> What you are asked to do: Keep only the lines from the start of the data through the line containing "use std::str::FromStr;", and output them exactly.

Segment Start: Records for the task

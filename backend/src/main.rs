mod config;
mod services;

use std::io;
use std::thread;
use std::time::Duration;

use actix_web::{web, App, HttpServer};
use console_common::api::SERVICE_PREFIXES;
use env_logger::Env;
use log::info;

use crate::config::ServerConfig;
use crate::services::proxy::{self, Upstream};

/// CSV uploads travel as JSON text, so request bodies may be large.
const MAX_PAYLOAD_BYTES: usize = 64 * 1024 * 1024;

#[actix_web::main]
async fn main() -> io::Result<()> {
    env_logger::init_from_env(Env::default().default_filter_or("info"));

    let config = ServerConfig::from_env()
        .map_err(|err| io::Error::new(io::ErrorKind::InvalidInput, err))?;
    let upstream = web::Data::new(Upstream::new(&config).map_err(io::Error::other)?);
    let url = config.browser_url();

    if config.open_browser {
        let url_clone = url.clone();
        thread::spawn(move || {
            thread::sleep(Duration::from_millis(500));
            let _ = webbrowser::open(&url_clone);
        });
    }

    info!("Server running at {}", url);
    info!(
        "Forwarding {} to {} (timeout {}s)",
        SERVICE_PREFIXES.join(", "),
        config.upstream,
        config.proxy_timeout.as_secs()
    );

    HttpServer::new(move || {
        let app = App::new()
            .app_data(web::PayloadConfig::new(MAX_PAYLOAD_BYTES))
            .app_data(upstream.clone());
        SERVICE_PREFIXES
            .iter()
            .fold(app, |app, prefix| {
                app.service(proxy::configure_routes(prefix.trim_end_matches('/')))
            })
            .default_service(web::route().to(services::assets::serve_embedded))
    })
        .bind((config.host.as_str(), config.port))?
        .run()
        .await
}
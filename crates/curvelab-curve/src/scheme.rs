//! Interpolation scheme selector.

use std::fmt;
use std::str::FromStr;

use curvelab_core::CurveError;
use serde::{Deserialize, Serialize};

#[derive(Debug, Clone, Copy, PartialEq, Eq, Hash, Serialize, Deserialize)]
#[serde(rename_all = "kebab-case")]
pub enum Scheme {
    Linear,
    Lagrange,
    Bezier,
    Hermite,
    CatmullRom,
    BSpline,
    NaturalSpline,
    NaturalSplineClosed,
}

impl Scheme {
    pub const ALL: [Scheme; 8] = [
        Scheme::Linear,
        Scheme::Lagrange,
        Scheme::Bezier,
        Scheme::Hermite,
        Scheme::CatmullRom,
        Scheme::BSpline,
        Scheme::NaturalSpline,
        Scheme::NaturalSplineClosed,
    ];

    /// Stable identifier, identical to the serialized form.
    pub fn name(self) -> &'static str {
        match self {
            Scheme::Linear => "linear",
            Scheme::Lagrange => "lagrange",
            Scheme::Bezier => "bezier",
            Scheme::Hermite => "hermite",
            Scheme::CatmullRom => "catmull-rom",
            Scheme::BSpline => "b-spline",
            Scheme::NaturalSpline => "natural-spline",
            Scheme::NaturalSplineClosed => "natural-spline-closed",
        }
    }

    /// Fewest points the scheme can be built from.
    pub fn min_points(self) -> usize {
        match self {
            Scheme::Bezier | Scheme::Hermite => 4,
            _ => 2,
        }
    }

    pub fn forces_closed(self) -> bool {
        self == Scheme::NaturalSplineClosed
    }

    /// The closed flag actually used when evaluating with this scheme.
    ///
    /// The open natural spline is defined by its free ends, so it ignores the
    /// caller's flag.
    pub fn effective_closed(self, closed: bool) -> bool {
        match self {
            Scheme::NaturalSplineClosed => true,
            Scheme::NaturalSpline => false,
            _ => closed,
        }
    }
}

impl fmt::Display for Scheme {
    fn fmt(&self, f: &mut fmt::Formatter<'_>) -> fmt::Result {
        f.write_str(self.name())
    }
}

impl FromStr for Scheme {
    type Err = CurveError;

    /// Accepts the identifiers from [`Scheme::name`] and the menu labels
    /// of the curve editor ("Lagrangian", "Catmull", "Natural Closed", ...),
    /// ignoring case and treating spaces and underscores as dashes.
    fn from_str(s: &str) -> Result<Self, Self::Err> {
        let key = s.trim().to_ascii_lowercase().replace([' ', '_'], "-");
        let scheme = match key.as_str() {
            "linear" => Scheme::Linear,
            "lagrange" | "lagrangian" => Scheme::Lagrange,
            "bezier" => Scheme::Bezier,
            "hermite" => Scheme::Hermite,
            "catmull-rom" | "catmull" => Scheme::CatmullRom,
            "b-spline" | "bspline" => Scheme::BSpline,
            "natural-spline" | "natural" => Scheme::NaturalSpline,
            "natural-spline-closed" | "natural-closed" => Scheme::NaturalSplineClosed,
            _ => return Err(CurveError::Parse(format!("unknown curve scheme '{}'", s))),
        };
        Ok(scheme)
    }
}
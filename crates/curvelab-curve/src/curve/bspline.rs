//! Uniform cubic B-spline.

use curvelab_core::Result;
use curvelab_math::{Point2, Vector2};
use serde::{Deserialize, Serialize};

use super::{check_points, segment_count, Curve};
use crate::Scheme;

/// Uniform cubic basis weights for `P[k-1], P[k], P[k+1], P[k+2]`.
fn basis(t: f64) -> [f64; 4] {
    let t2 = t * t;
    let t3 = t2 * t;
    let s = 1.0 - t;
    [
        s * s * s / 6.0,
        (3.0 * t3 - 6.0 * t2 + 4.0) / 6.0,
        (-3.0 * t3 + 3.0 * t2 + 3.0 * t + 1.0) / 6.0,
        t3 / 6.0,
    ]
}

/// Derivatives of [`basis`] with respect to `t`.
fn basis_derivative(t: f64) -> [f64; 4] {
    let t2 = t * t;
    let s = 1.0 - t;
    [
        -0.5 * s * s,
        (9.0 * t2 - 12.0 * t) / 6.0,
        (-9.0 * t2 + 6.0 * t + 3.0) / 6.0,
        0.5 * t2,
    ]
}

/// Uniform cubic B-spline over the control polygon.
///
/// Open curves blend only where all four neighbours exist. Segment 0 is
/// pinned to `P[1]` and segments past `n - 3` to `P[n - 2]`, with no blend;
/// the join between a pinned and a blended segment is not continuous.
/// Closed curves wrap the neighbour indices and blend everywhere.
#[derive(Debug, Clone, Serialize, Deserialize)]
pub struct UniformBSpline {
    pub points: Vec<Point2>,
    pub closed: bool,
}

enum Span {
    Pinned(Point2),
    Blend([Point2; 4]),
}

impl UniformBSpline {
    pub fn new(points: &[Point2], closed: bool) -> Result<Self> {
        check_points(Scheme::BSpline, points)?;
        Ok(Self {
            points: points.to_vec(),
            closed,
        })
    }

    fn span(&self, segment: usize) -> Span {
        let n = self.points.len();
        if self.closed {
            let at = |offset: usize| self.points[(segment + offset + n - 1) % n];
            return Span::Blend([at(0), at(1), at(2), at(3)]);
        }
        if segment < 1 {
            Span::Pinned(self.points[1])
        } else if segment + 3 > n {
            Span::Pinned(self.points[n - 2])
        } else {
            let p = &self.points[segment - 1..segment + 3];
            Span::Blend([p[0], p[1], p[2], p[3]])
        }
    }
}

fn blend(points: [Point2; 4], weights: [f64; 4]) -> Point2 {
    points
        .iter()
        .zip(weights)
        .fold(Point2::ZERO, |acc, (&p, w)| acc + w * p)
}

impl Curve for UniformBSpline {
    fn point_at(&self, segment: usize, t: f64) -> Point2 {
        match self.span(segment) {
            Span::Pinned(p) => p,
            Span::Blend(points) => blend(points, basis(t)),
        }
    }

    fn tangent_at(&self, segment: usize, t: f64) -> Vector2 {
        match self.span(segment) {
            Span::Pinned(_) => Vector2::ZERO,
            Span::Blend(points) => blend(points, basis_derivative(t)),
        }
    }

    fn segment_count(&self) -> usize {
        segment_count(self.points.len(), self.closed)
    }

    fn is_closed(&self) -> bool {
        self.closed
    }
}
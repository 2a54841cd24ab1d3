//! Catmull-Rom spline with quadratic-fit end tangents.
//!
//! Interior tangents are central differences `(P[k+1] - P[k-1]) / 2`. An open
//! curve has no neighbour past either end, so the end tangents come from the
//! quadratic through the three nearest points instead:
//!
//! - the start tangent is `q'(0)` of the quadratic through `P0, P1, P2`
//!   placed at `s = 0, 1, 2`;
//! - the end tangent is `q'(2)` of the quadratic through
//!   `P[n-2], P[n-1], P[n]` placed at `s = 0, 1, 2`.

use curvelab_core::Result;
use curvelab_math::{dvec2, DMat3, DVec3, Point2, Vector2};
use serde::{Deserialize, Serialize};

use super::bezier::{bernstein, bernstein_derivative};
use super::hermite::hermite_controls;
use super::{check_points, segment_count, Curve};
use crate::Scheme;

/// Fit `q(s) = a·s² + b·s + c` through `y[0], y[1], y[2]` at `s = 0, 1, 2`.
///
/// Solves the 3×3 system with rows `[0,0,1]`, `[1,1,1]`, `[4,2,1]` once per
/// axis and returns `[a, b, c]`, each holding both axes.
pub fn quadratic_fit(y: [Point2; 3]) -> [Vector2; 3] {
    // Column-major: column j holds the coefficient of a, b or c for s = 0, 1, 2.
    let m = DMat3::from_cols(
        DVec3::new(0.0, 1.0, 4.0),
        DVec3::new(0.0, 1.0, 2.0),
        DVec3::new(1.0, 1.0, 1.0),
    );
    let inv = m.inverse();
    let x = inv * DVec3::new(y[0].x, y[1].x, y[2].x);
    let v = inv * DVec3::new(y[0].y, y[1].y, y[2].y);
    [dvec2(x.x, v.x), dvec2(x.y, v.y), dvec2(x.z, v.z)]
}

/// Tangent at `p0` leaving towards `p1`, `p2`.
pub fn start_tangent(p0: Point2, p1: Point2, p2: Point2) -> Vector2 {
    let [_, b, _] = quadratic_fit([p0, p1, p2]);
    b
}

/// Tangent at `p2` arriving from `p0`, `p1`.
pub fn end_tangent(p0: Point2, p1: Point2, p2: Point2) -> Vector2 {
    let [a, b, _] = quadratic_fit([p0, p1, p2]);
    4.0 * a + b
}

/// Catmull-Rom curve with one tangent per point, computed up front.
#[derive(Debug, Clone, Serialize, Deserialize)]
pub struct CatmullRomCurve {
    pub points: Vec<Point2>,
    pub tangents: Vec<Vector2>,
    pub closed: bool,
}

impl CatmullRomCurve {
    pub fn new(points: &[Point2], closed: bool) -> Result<Self> {
        check_points(Scheme::CatmullRom, points)?;
        let tangents = if closed {
            cyclic_tangents(points)
        } else {
            open_tangents(points)
        };
        Ok(Self {
            points: points.to_vec(),
            tangents,
            closed,
        })
    }

    fn controls(&self, segment: usize) -> [Point2; 4] {
        let next = (segment + 1) % self.points.len();
        hermite_controls(
            self.points[segment],
            self.tangents[segment],
            self.tangents[next],
            self.points[next],
        )
    }
}

fn central(prev: Point2, next: Point2) -> Vector2 {
    (next - prev) * 0.5
}

fn open_tangents(points: &[Point2]) -> Vec<Vector2> {
    let n = points.len();
    if n == 2 {
        // No quadratic through two points: use the chord at both ends.
        let chord = points[1] - points[0];
        return vec![chord, chord];
    }

    let mut tangents = Vec::with_capacity(n);
    tangents.push(start_tangent(points[0], points[1], points[2]));
    for w in points.windows(3) {
        tangents.push(central(w[0], w[2]));
    }
    tangents.push(end_tangent(points[n - 3], points[n - 2], points[n - 1]));
    tangents
}

fn cyclic_tangents(points: &[Point2]) -> Vec<Vector2> {
    let n = points.len();
    (0..n)
        .map(|i| central(points[(i + n - 1) % n], points[(i + 1) % n]))
        .collect()
}

impl Curve for CatmullRomCurve {
    fn point_at(&self, segment: usize, t: f64) -> Point2 {
        let [p0, p1, p2, p3] = self.controls(segment);
        bernstein(p0, p1, p2, p3, t)
    }

    fn tangent_at(&self, segment: usize, t: f64) -> Vector2 {
        let [p0, p1, p2, p3] = self.controls(segment);
        bernstein_derivative(p0, p1, p2, p3, t)
    }

    fn segment_count(&self) -> usize {
        segment_count(self.points.len(), self.closed)
    }

    fn is_closed(&self) -> bool {
        self.closed
    }
}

Segment End: Records for the task

> Exercise response:
filename backend/src/main.rs
mod config;
mod services;

use std::io;
use std::thread;
use std::time::Duration;

use actix_web::{web, App, HttpServer};
use console_common::api::SERVICE_PREFIXES;
use env_logger::Env;
use log::info;

use crate::config::ServerConfig;
use crate::services::proxy::{self, Upstream};

/// CSV uploads travel as JSON text, so request bodies may be large.
const MAX_PAYLOAD_BYTES: usize = 64 * 1024 * 1024;

#[actix_web::main]
async fn main() -> io::Result<()> {
    env_logger::init_from_env(Env::default().default_filter_or("info"));

    let config = ServerConfig::from_env()
        .map_err(|err| io::Error::new(io::ErrorKind::InvalidInput, err))?;
    let upstream = web::Data::new(Upstream::new(&config).map_err(io::Error::other)?);
    let url = config.browser_url();

    if config.open_browser {
        let url_clone = url.clone();
        thread::spawn(move || {
            thread::sleep(Duration::from_millis(500));
            let _ = webbrowser::open(&url_clone);
        });
    }

    info!("Server running at {}", url);
    info!(
        "Forwarding {} to {} (timeout {}s)",
        SERVICE_PREFIXES.join(", "),
        config.upstream,
        config.proxy_timeout.as_secs()
    );

    HttpServer::new(move || {
        let app = App::new()
            .app_data(web::PayloadConfig::new(MAX_PAYLOAD_BYTES))
            .app_data(upstream.clone());
        SERVICE_PREFIXES
            .iter()
            .fold(app, |app, prefix| {
                app.service(proxy::configure_routes(prefix.trim_end_matches('/')))
            })
            .default_service(web::route().to(services::assets::serve_embedded))
    })
        .bind((config.host.as_str(), config.port))?
        .run()
        .await
}
filename crates/curvelab-curve/src/scheme.rs
//! Interpolation scheme selector.

use std::fmt;
use std::str::FromStr;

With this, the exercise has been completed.